- **Task**:
Up to and including the line that contains "pub struct HttpSequenceGenerator", return every line from the start of the data, unchanged.

##########

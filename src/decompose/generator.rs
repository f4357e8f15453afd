//! Sequence generation over an Ollama-compatible HTTP endpoint

use crate::config::GeneratorConfig;
use crate::decompose::SequenceGenerator;
use crate::error::{DeepSearchError, Result};
use async_trait::async_trait;
use reqwest::Client;
use serde::{Deserialize, Serialize};

/// Non-streaming generation client for `POST {endpoint}/api/generate`
#[derive(Debug, Clone)]
pub struct HttpSequenceGenerator {
    client: Client,
    endpoint: String,
    model: String,
    temperature: f32,
}

impl HttpSequenceGenerator {
    pub fn new(config: &GeneratorConfig) -> Result<Self> {
        let client = Client::builder().timeout(config.timeout()?).build()?;

        Ok(Self {
            client,
            endpoint: config.endpoint.trim_end_matches('/').to_string(),
            model: config.model.clone(),
            temperature: config.temperature,
        })
    }

    pub fn model(&self) -> &str {
        &self.model
    }

    pub fn endpoint(&self) -> &str {
        &self.endpoint
    }
}

#[async_trait]
impl SequenceGenerator for HttpSequenceGenerator {
    async fn generate(&self, prompt: &str, stop_token: &str, max_tokens: usize) -> Result<String> {
        let url = format!("{}/api/generate", self.endpoint);

        let request = GenerateRequest {
            model: &self.model,
            prompt,
            stream: false,
            raw: true,
            options: GenerateOptions {
                temperature: self.temperature,
                num_predict: max_tokens,
                stop: vec![stop_token],
            },
        };

        let response = self
            .client
            .post(&url)
            .json(&request)
            .send()
            .await
            .map_err(|e| DeepSearchError::Generation(format!("Failed to send request: {}", e)))?;

        if !response.status().is_success() {
            let status = response.status();
            let error_text = response
                .text()
                .await
                .unwrap_or_else(|_| "Unknown error".to_string());
            return Err(DeepSearchError::Generation(format!(
                "HTTP {}: {}",
                status, error_text
            )));
        }

        let body: GenerateResponse = response
            .json()
            .await
            .map_err(|e| DeepSearchError::Generation(format!("Failed to parse response: {}", e)))?;

        if body.response.trim().is_empty() {
            return Err(DeepSearchError::Generation(
                "model returned empty output".to_string(),
            ));
        }

        Ok(body.response)
    }
}

#[derive(Debug, Serialize)]
struct GenerateRequest<'a> {
    model: &'a str,
    prompt: &'a str,
    stream: bool,
    /// The prompt already carries the model's own template tokens
    raw: bool,
    options: GenerateOptions<'a>,
}

#[derive(Debug, Serialize)]
struct GenerateOptions<'a> {
    temperature: f32,
    num_predict: usize,
    stop: Vec<&'a str>,
}

#[derive(Debug, Deserialize)]
struct GenerateResponse {
    #[serde(default)]
    response: String,
}
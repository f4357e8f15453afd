use crate::config::{parse_duration, Config};
use crate::error::{DeepSearchError, Result, ValidationError};

/// Configuration validator
pub struct ConfigValidator;

impl ConfigValidator {
    /// Validate the configuration
    pub fn validate(config: &Config) -> Result<()> {
        let mut errors = Vec::new();

        Self::validate_schema_version(config, &mut errors);
        Self::validate_knowledge_base(config, &mut errors);
        Self::validate_search(config, &mut errors);
        Self::validate_deep_search(config, &mut errors);
        Self::validate_generator(config, &mut errors);

        if errors.is_empty() {
            Ok(())
        } else {
            Err(DeepSearchError::ConfigValidation { errors })
        }
    }

    fn validate_schema_version(config: &Config, errors: &mut Vec<ValidationError>) {
        let version = &config.meta.schema_version;
        if version != "1.0.0" {
            errors.push(ValidationError::new(
                "_meta.schema_version",
                format!("Unsupported schema version: {}", version),
            ));
        }
    }

    fn validate_knowledge_base(config: &Config, errors: &mut Vec<ValidationError>) {
        let kb = &config.knowledge_base;

        if kb.scheme != "https" && kb.scheme != "http" {
            errors.push(ValidationError::new(
                "knowledge_base.scheme",
                format!("Scheme must be 'https' or 'http', got '{}'", kb.scheme),
            ));
        }

        if kb.domain.is_empty() {
            errors.push(ValidationError::new(
                "knowledge_base.domain",
                "Domain cannot be empty",
            ));
        }

        if kb.collection_name.is_empty() {
            errors.push(ValidationError::new(
                "knowledge_base.collection_name",
                "Collection name cannot be empty",
            ));
        }

        if kb.access_key_env.is_empty() || kb.secret_key_env.is_empty() {
            errors.push(ValidationError::new(
                "knowledge_base.access_key_env",
                "Credential environment variable names cannot be empty",
            ));
        }

        Self::check_duration("knowledge_base.connect_timeout", &kb.connect_timeout, errors);
        Self::check_duration("knowledge_base.socket_timeout", &kb.socket_timeout, errors);
    }

    fn validate_search(config: &Config, errors: &mut Vec<ValidationError>) {
        if config.search.limit == 0 {
            errors.push(ValidationError::new(
                "search.limit",
                "Limit must be greater than 0",
            ));
        }

        let weight = config.search.dense_weight;
        if !(0.0..=1.0).contains(&weight) {
            errors.push(ValidationError::new(
                "search.dense_weight",
                format!("Dense weight must be between 0.0 and 1.0, got {}", weight),
            ));
        }
    }

    fn validate_deep_search(config: &Config, errors: &mut Vec<ValidationError>) {
        if config.deep_search.max_concurrency == 0 {
            errors.push(ValidationError::new(
                "deep_search.max_concurrency",
                "Max concurrency must be greater than 0",
            ));
        }

        Self::check_duration(
            "deep_search.call_timeout",
            &config.deep_search.call_timeout,
            errors,
        );
        Self::check_duration(
            "deep_search.request_timeout",
            &config.deep_search.request_timeout,
            errors,
        );
    }

    fn validate_generator(config: &Config, errors: &mut Vec<ValidationError>) {
        let generator = &config.generator;

        if !generator.endpoint.starts_with("http://") && !generator.endpoint.starts_with("https://")
        {
            errors.push(ValidationError::new(
                "generator.endpoint",
                format!("Endpoint must be an http(s) URL, got '{}'", generator.endpoint),
            ));
        }

        if generator.model.is_empty() {
            errors.push(ValidationError::new(
                "generator.model",
                "Model name cannot be empty",
            ));
        }

        if generator.max_new_tokens == 0 {
            errors.push(ValidationError::new(
                "generator.max_new_tokens",
                "Max new tokens must be greater than 0",
            ));
        }

        let temp = generator.temperature;
        if !(0.0..=2.0).contains(&temp) {
            errors.push(ValidationError::new(
                "generator.temperature",
                format!("Temperature must be between 0.0 and 2.0, got {}", temp),
            ));
        }

        Self::check_duration("generator.timeout", &generator.timeout, errors);
    }

    fn check_duration(path: &str, value: &str, errors: &mut Vec<ValidationError>) {
        match parse_duration(value) {
            Ok(d) if d.is_zero() => {
                errors.push(ValidationError::new(path, "Duration must be non-zero"));
            }
            Ok(_) => {}
            Err(_) => {
                errors.push(ValidationError::new(
                    path,
                    format!("Invalid duration format: {}", value),
                ));
            }
        }
    }
}
//! Accounting months. Every record (meals, bazar, deposits, expenses) is
//! filed under one month of one mess.

use chrono::{DateTime, NaiveDate, Utc};
use sea_orm::entity::prelude::*;
use uuid::Uuid;

use crate::{
    EngineError,
    util::{ensure_date_in_month, parse_uuid},
};

/// A calendar month of a mess, identified by its `YYYY-MM` code.
#[derive(Clone, Debug, PartialEq, Eq)]
pub struct Month {
    pub id: Uuid,
    pub mess_id: Uuid,
    /// `YYYY-MM`.
    pub code: String,
    /// Display label, e.g. "July 2025".
    pub name: String,
    pub created_at: DateTime<Utc>,
}

impl Month {
    /// Returns `true` if `date` belongs to this month.
    pub fn contains(&self, date: NaiveDate) -> bool {
        ensure_date_in_month(date, &self.code).is_ok()
    }
}

#[derive(Clone, Debug, PartialEq, Eq, DeriveEntityModel)]
#[sea_orm(table_name = "months")]
pub struct Model {
    #[sea_orm(primary_key, auto_increment = false)]
    pub id: String,
    pub mess_id: String,
    pub code: String,
    pub name: String,
    pub created_at: DateTimeUtc,
}

#[derive(Copy, Clone, Debug, EnumIter, DeriveRelation)]
pub enum Relation {
    #[sea_orm(
        belongs_to = "super::messes::Entity",
        from = "Column::MessId",
        to = "super::messes::Column::Id",
        on_update = "NoAction",
        on_delete = "Cascade"
    )]
    Mess,
}

impl Related<super::messes::Entity> for Entity {
    fn to() -> RelationDef {
        Relation::Mess.def()
    }
}

impl ActiveModelBehavior for ActiveModel {}

impl TryFrom<Model> for Month {
    type Error = EngineError;

    fn try_from(model: Model) -> Result<Self, Self::Error> {
        Ok(Self {
            id: parse_uuid(&model.id, "month")?,
            mess_id: parse_uuid(&model.mess_id, "mess")?,
            code: model.code,
            name: model.name,
            created_at: model.created_at,
        })
    }
}
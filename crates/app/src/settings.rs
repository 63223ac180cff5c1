//! Settings of the messbook service, read from `settings.toml` (or the file
//! given with `--config` / `MESSBOOK_CONFIG`) and overridden by
//! `MESSBOOK__*` variables, e.g. `MESSBOOK__SERVER__PORT=8080`.
use clap::Parser;
use config::{Config, ConfigError, Environment, File};
use serde::Deserialize;

const DEFAULT_CONFIG_PATH: &str = "settings";

#[derive(Debug, Deserialize)]
#[serde(rename_all = "lowercase")]
pub enum Database {
    Memory,
    Sqlite(String),
}

#[derive(Debug, Deserialize)]
pub struct Server {
    pub database: Database,
    pub bind: Option<String>,
    pub port: u16,
}

#[derive(Debug, Deserialize)]
#[serde(default)]
pub struct App {
    pub level: String,
    /// Granularity of meal cost shares, in minor units.
    pub allocation_unit_minor: i64,
}

impl Default for App {
    fn default() -> Self {
        Self {
            level: "info".to_string(),
            allocation_unit_minor: engine::DEFAULT_ALLOCATION_UNIT,
        }
    }
}

#[derive(Debug, Parser)]
#[command(name = "messbook", about = "Messbook accounting server")]
struct Args {
    /// Settings file (TOML), without or with extension.
    #[arg(long, env = "MESSBOOK_CONFIG", default_value = DEFAULT_CONFIG_PATH)]
    config: String,
}

#[derive(Debug, Deserialize)]
pub struct Settings {
    #[serde(default)]
    pub app: App,
    pub server: Option<Server>,
}

impl Settings {
    pub fn new() -> Result<Self, ConfigError> {
        let args = Args::parse();

        Config::builder()
            .add_source(File::with_name(&args.config).required(false))
            .add_source(
                Environment::with_prefix("MESSBOOK")
                    .separator("__")
                    .try_parsing(true),
            )
            .build()?
            .try_deserialize()
    }
}
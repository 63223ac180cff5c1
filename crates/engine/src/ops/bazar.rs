use sea_orm::{ActiveValue, QueryFilter, QueryOrder, TransactionTrait, prelude::*};
use uuid::Uuid;

use crate::{
    Bazar, BazarInput, ResultEngine, bazar,
    util::{ensure_date_in_month, ensure_positive_amount, normalize_optional_text, parse_uuid},
};

use super::{Engine, with_tx};

impl Engine {
    /// Log a market purchase paid by a member.
    pub async fn add_bazar(
        &self,
        mess_id: Uuid,
        month_id: Uuid,
        input: BazarInput,
        user_id: &str,
    ) -> ResultEngine<Uuid> {
        ensure_positive_amount(input.amount, "bazar")?;
        let bazar_id = Uuid::new_v4();
        with_tx!(self, |db_tx| {
            self.require_mess(&db_tx, mess_id, user_id).await?;
            let month = self.require_month(&db_tx, mess_id, month_id).await?;
            ensure_date_in_month(input.date, &month.code)?;
            self.require_member(&db_tx, mess_id, input.member_id).await?;

            bazar::ActiveModel {
                id: ActiveValue::Set(bazar_id.to_string()),
                mess_id: ActiveValue::Set(mess_id.to_string()),
                month_id: ActiveValue::Set(month_id.to_string()),
                date: ActiveValue::Set(input.date),
                member_id: ActiveValue::Set(input.member_id.to_string()),
                amount_minor: ActiveValue::Set(input.amount.minor()),
                note: ActiveValue::Set(normalize_optional_text(input.note.as_deref())),
            }
            .insert(&db_tx)
            .await?;
            tracing::info!(%mess_id, %bazar_id, amount = %input.amount, "bazar added");
            Ok(bazar_id)
        })
    }

    /// Replace the values of a bazar entry. The month does not change.
    pub async fn update_bazar(
        &self,
        mess_id: Uuid,
        bazar_id: Uuid,
        input: BazarInput,
        user_id: &str,
    ) -> ResultEngine<()> {
        ensure_positive_amount(input.amount, "bazar")?;
        with_tx!(self, |db_tx| {
            self.require_mess(&db_tx, mess_id, user_id).await?;
            let model = self.require_bazar(&db_tx, mess_id, bazar_id).await?;
            let month_id = parse_uuid(&model.month_id, "month")?;
            let month = self.require_month(&db_tx, mess_id, month_id).await?;
            ensure_date_in_month(input.date, &month.code)?;
            self.require_member(&db_tx, mess_id, input.member_id).await?;

            let mut active: bazar::ActiveModel = model.into();
            active.date = ActiveValue::Set(input.date);
            active.member_id = ActiveValue::Set(input.member_id.to_string());
            active.amount_minor = ActiveValue::Set(input.amount.minor());
            active.note = ActiveValue::Set(normalize_optional_text(input.note.as_deref()));
            active.update(&db_tx).await?;
            Ok(())
        })
    }

    pub async fn delete_bazar(&self, mess_id: Uuid, bazar_id: Uuid, user_id: &str) -> ResultEngine<()> {
        with_tx!(self, |db_tx| {
            self.require_mess(&db_tx, mess_id, user_id).await?;
            self.require_bazar(&db_tx, mess_id, bazar_id).await?;
            bazar::Entity::delete_by_id(bazar_id.to_string())
                .exec(&db_tx)
                .await?;
            Ok(())
        })
    }

    /// Bazar entries of a month, ordered by date.
    pub async fn list_bazar(
        &self,
        mess_id: Uuid,
        month_id: Uuid,
        user_id: &str,
    ) -> ResultEngine<Vec<Bazar>> {
        with_tx!(self, |db_tx| {
            self.require_mess(&db_tx, mess_id, user_id).await?;
            self.require_month(&db_tx, mess_id, month_id).await?;
            let models = bazar::Entity::find()
                .filter(bazar::Column::MonthId.eq(month_id.to_string()))
                .order_by_asc(bazar::Column::Date)
                .order_by_asc(bazar::Column::Id)
                .all(&db_tx)
                .await?;
            models.into_iter().map(Bazar::try_from).collect()
        })
    }
}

##########

- **Written response**:
filename src/decompose/generator.rs
repository f4357e8f15453afd
//! Sequence generation over an Ollama-compatible HTTP endpoint

use crate::config::GeneratorConfig;
use crate::decompose::SequenceGenerator;
use crate::error::{DeepSearchError, Result};
use async_trait::async_trait;
use reqwest::Client;
use serde::{Deserialize, Serialize};

/// Non-streaming generation client for `POST {endpoint}/api/generate`
#[derive(Debug, Clone)]
pub struct HttpSequenceGenerator {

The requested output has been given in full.